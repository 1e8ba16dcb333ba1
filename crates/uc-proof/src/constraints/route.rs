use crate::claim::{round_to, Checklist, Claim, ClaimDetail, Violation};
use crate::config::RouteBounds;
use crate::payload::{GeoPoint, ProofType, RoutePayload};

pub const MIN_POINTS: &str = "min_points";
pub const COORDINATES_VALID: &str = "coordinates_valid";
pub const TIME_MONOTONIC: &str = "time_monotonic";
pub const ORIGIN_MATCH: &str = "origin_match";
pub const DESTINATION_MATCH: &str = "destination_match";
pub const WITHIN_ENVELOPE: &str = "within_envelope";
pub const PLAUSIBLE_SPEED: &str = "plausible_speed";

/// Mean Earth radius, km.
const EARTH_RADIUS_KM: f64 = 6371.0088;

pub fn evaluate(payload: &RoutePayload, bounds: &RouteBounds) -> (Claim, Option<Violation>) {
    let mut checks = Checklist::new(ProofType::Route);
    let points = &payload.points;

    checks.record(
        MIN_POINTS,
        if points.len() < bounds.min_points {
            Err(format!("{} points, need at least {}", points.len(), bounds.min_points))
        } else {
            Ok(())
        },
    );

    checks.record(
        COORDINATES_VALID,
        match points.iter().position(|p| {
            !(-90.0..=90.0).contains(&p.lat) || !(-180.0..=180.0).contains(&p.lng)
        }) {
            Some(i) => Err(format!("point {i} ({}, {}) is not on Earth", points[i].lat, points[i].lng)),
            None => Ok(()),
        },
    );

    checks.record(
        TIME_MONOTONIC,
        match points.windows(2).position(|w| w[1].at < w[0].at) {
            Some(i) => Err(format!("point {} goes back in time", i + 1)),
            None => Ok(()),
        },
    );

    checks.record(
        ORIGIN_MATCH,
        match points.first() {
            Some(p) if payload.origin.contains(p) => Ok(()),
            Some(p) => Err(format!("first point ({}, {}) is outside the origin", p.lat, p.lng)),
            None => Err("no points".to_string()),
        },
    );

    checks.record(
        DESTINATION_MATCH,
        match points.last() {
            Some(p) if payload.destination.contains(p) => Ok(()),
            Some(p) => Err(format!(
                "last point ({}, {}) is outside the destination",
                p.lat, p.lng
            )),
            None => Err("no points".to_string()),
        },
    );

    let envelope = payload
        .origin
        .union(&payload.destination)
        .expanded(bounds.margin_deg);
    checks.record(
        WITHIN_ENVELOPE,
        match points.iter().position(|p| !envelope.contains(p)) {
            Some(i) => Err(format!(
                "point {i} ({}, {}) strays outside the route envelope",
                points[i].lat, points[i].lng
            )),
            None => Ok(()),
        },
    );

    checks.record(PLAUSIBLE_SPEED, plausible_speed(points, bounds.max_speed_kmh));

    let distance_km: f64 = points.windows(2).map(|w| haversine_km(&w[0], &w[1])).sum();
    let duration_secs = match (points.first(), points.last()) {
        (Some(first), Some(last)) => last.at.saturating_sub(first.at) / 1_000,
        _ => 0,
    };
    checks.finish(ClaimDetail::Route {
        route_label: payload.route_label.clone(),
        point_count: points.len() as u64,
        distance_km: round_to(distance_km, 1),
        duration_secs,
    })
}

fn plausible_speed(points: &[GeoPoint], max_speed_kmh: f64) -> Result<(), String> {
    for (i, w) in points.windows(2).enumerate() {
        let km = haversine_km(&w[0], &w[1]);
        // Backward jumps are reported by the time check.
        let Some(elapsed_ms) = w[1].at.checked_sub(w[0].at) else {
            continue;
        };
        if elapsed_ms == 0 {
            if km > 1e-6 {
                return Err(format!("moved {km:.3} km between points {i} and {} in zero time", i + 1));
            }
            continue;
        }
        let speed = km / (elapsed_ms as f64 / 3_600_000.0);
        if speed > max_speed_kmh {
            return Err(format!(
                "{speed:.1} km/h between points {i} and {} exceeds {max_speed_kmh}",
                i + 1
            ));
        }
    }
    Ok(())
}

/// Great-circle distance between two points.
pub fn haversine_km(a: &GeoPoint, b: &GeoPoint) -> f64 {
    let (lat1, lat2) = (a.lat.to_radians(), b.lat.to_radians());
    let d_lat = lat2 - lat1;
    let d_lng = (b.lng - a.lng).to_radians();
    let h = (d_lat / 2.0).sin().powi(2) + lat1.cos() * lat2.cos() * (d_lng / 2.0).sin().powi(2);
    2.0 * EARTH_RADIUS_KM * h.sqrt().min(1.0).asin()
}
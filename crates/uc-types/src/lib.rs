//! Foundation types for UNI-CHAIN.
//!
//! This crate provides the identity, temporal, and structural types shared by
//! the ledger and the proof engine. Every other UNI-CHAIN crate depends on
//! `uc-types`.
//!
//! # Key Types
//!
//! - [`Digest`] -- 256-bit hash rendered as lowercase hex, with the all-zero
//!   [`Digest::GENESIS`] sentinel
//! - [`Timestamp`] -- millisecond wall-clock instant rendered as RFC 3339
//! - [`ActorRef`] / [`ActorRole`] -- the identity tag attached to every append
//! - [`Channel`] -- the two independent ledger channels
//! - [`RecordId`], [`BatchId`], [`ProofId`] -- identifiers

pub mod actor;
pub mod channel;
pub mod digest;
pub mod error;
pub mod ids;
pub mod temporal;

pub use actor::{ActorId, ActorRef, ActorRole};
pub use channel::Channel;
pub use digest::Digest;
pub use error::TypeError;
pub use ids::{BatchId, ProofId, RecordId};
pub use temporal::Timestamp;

____________

» Task details
Transcribe the entire listing without a single omission.

» Solved exercise
repository 1e8ba16dcb333ba1
filename crates/uc-proof/src/constraints/route.rs
use crate::claim::{round_to, Checklist, Claim, ClaimDetail, Violation};
use crate::config::RouteBounds;
use crate::payload::{GeoPoint, ProofType, RoutePayload};

pub const MIN_POINTS: &str = "min_points";
pub const COORDINATES_VALID: &str = "coordinates_valid";
pub const TIME_MONOTONIC: &str = "time_monotonic";
pub const ORIGIN_MATCH: &str = "origin_match";
pub const DESTINATION_MATCH: &str = "destination_match";
pub const WITHIN_ENVELOPE: &str = "within_envelope";
pub const PLAUSIBLE_SPEED: &str = "plausible_speed";

/// Mean Earth radius, km.
const EARTH_RADIUS_KM: f64 = 6371.0088;

pub fn evaluate(payload: &RoutePayload, bounds: &RouteBounds) -> (Claim, Option<Violation>) {
    let mut checks = Checklist::new(ProofType::Route);
    let points = &payload.points;

    checks.record(
        MIN_POINTS,
        if points.len() < bounds.min_points {
            Err(format!("{} points, need at least {}", points.len(), bounds.min_points))
        } else {
            Ok(())
        },
    );

    checks.record(
        COORDINATES_VALID,
        match points.iter().position(|p| {
            !(-90.0..=90.0).contains(&p.lat) || !(-180.0..=180.0).contains(&p.lng)
        }) {
            Some(i) => Err(format!("point {i} ({}, {}) is not on Earth", points[i].lat, points[i].lng)),
            None => Ok(()),
        },
    );

    checks.record(
        TIME_MONOTONIC,
        match points.windows(2).position(|w| w[1].at < w[0].at) {
            Some(i) => Err(format!("point {} goes back in time", i + 1)),
            None => Ok(()),
        },
    );

    checks.record(
        ORIGIN_MATCH,
        match points.first() {
            Some(p) if payload.origin.contains(p) => Ok(()),
            Some(p) => Err(format!("first point ({}, {}) is outside the origin", p.lat, p.lng)),
            None => Err("no points".to_string()),
        },
    );

    checks.record(
        DESTINATION_MATCH,
        match points.last() {
            Some(p) if payload.destination.contains(p) => Ok(()),
            Some(p) => Err(format!(
                "last point ({}, {}) is outside the destination",
                p.lat, p.lng
            )),
            None => Err("no points".to_string()),
        },
    );

    let envelope = payload
        .origin
        .union(&payload.destination)
        .expanded(bounds.margin_deg);
    checks.record(
        WITHIN_ENVELOPE,
        match points.iter().position(|p| !envelope.contains(p)) {
            Some(i) => Err(format!(
                "point {i} ({}, {}) strays outside the route envelope",
                points[i].lat, points[i].lng
            )),
            None => Ok(()),
        },
    );

    checks.record(PLAUSIBLE_SPEED, plausible_speed(points, bounds.max_speed_kmh));

    let distance_km: f64 = points.windows(2).map(|w| haversine_km(&w[0], &w[1])).sum();
    let duration_secs = match (points.first(), points.last()) {
        (Some(first), Some(last)) => last.at.saturating_sub(first.at) / 1_000,
        _ => 0,
    };
    checks.finish(ClaimDetail::Route {
        route_label: payload.route_label.clone(),
        point_count: points.len() as u64,
        distance_km: round_to(distance_km, 1),
        duration_secs,
    })
}

fn plausible_speed(points: &[GeoPoint], max_speed_kmh: f64) -> Result<(), String> {
    for (i, w) in points.windows(2).enumerate() {
        let km = haversine_km(&w[0], &w[1]);
        // Backward jumps are reported by the time check.
        let Some(elapsed_ms) = w[1].at.checked_sub(w[0].at) else {
            continue;
        };
        if elapsed_ms == 0 {
            if km > 1e-6 {
                return Err(format!("moved {km:.3} km between points {i} and {} in zero time", i + 1));
            }
            continue;
        }
        let speed = km / (elapsed_ms as f64 / 3_600_000.0);
        if speed > max_speed_kmh {
            return Err(format!(
                "{speed:.1} km/h between points {i} and {} exceeds {max_speed_kmh}",
                i + 1
            ));
        }
    }
    Ok(())
}

/// Great-circle distance between two points.
pub fn haversine_km(a: &GeoPoint, b: &GeoPoint) -> f64 {
    let (lat1, lat2) = (a.lat.to_radians(), b.lat.to_radians());
    let d_lat = lat2 - lat1;
    let d_lng = (b.lng - a.lng).to_radians();
    let h = (d_lat / 2.0).sin().powi(2) + lat1.cos() * lat2.cos() * (d_lng / 2.0).sin().powi(2);
    2.0 * EARTH_RADIUS_KM * h.sqrt().min(1.0).asin()
}
filename crates/uc-types/src/lib.rs
//! Foundation types for UNI-CHAIN.
//!
//! This crate provides the identity, temporal, and structural types shared by
//! the ledger and the proof engine. Every other UNI-CHAIN crate depends on
//! `uc-types`.
//!
//! # Key Types
//!
//! - [`Digest`] -- 256-bit hash rendered as lowercase hex, with the all-zero
//!   [`Digest::GENESIS`] sentinel
//! - [`Timestamp`] -- millisecond wall-clock instant rendered as RFC 3339
//! - [`ActorRef`] / [`ActorRole`] -- the identity tag attached to every append
//! - [`Channel`] -- the two independent ledger channels
//! - [`RecordId`], [`BatchId`], [`ProofId`] -- identifiers

pub mod actor;
pub mod channel;
pub mod digest;
pub mod error;
pub mod ids;
pub mod temporal;

pub use actor::{ActorId, ActorRef, ActorRole};
pub use channel::Channel;
pub use digest::Digest;
pub use error::TypeError;
pub use ids::{BatchId, ProofId, RecordId};
pub use temporal::Timestamp;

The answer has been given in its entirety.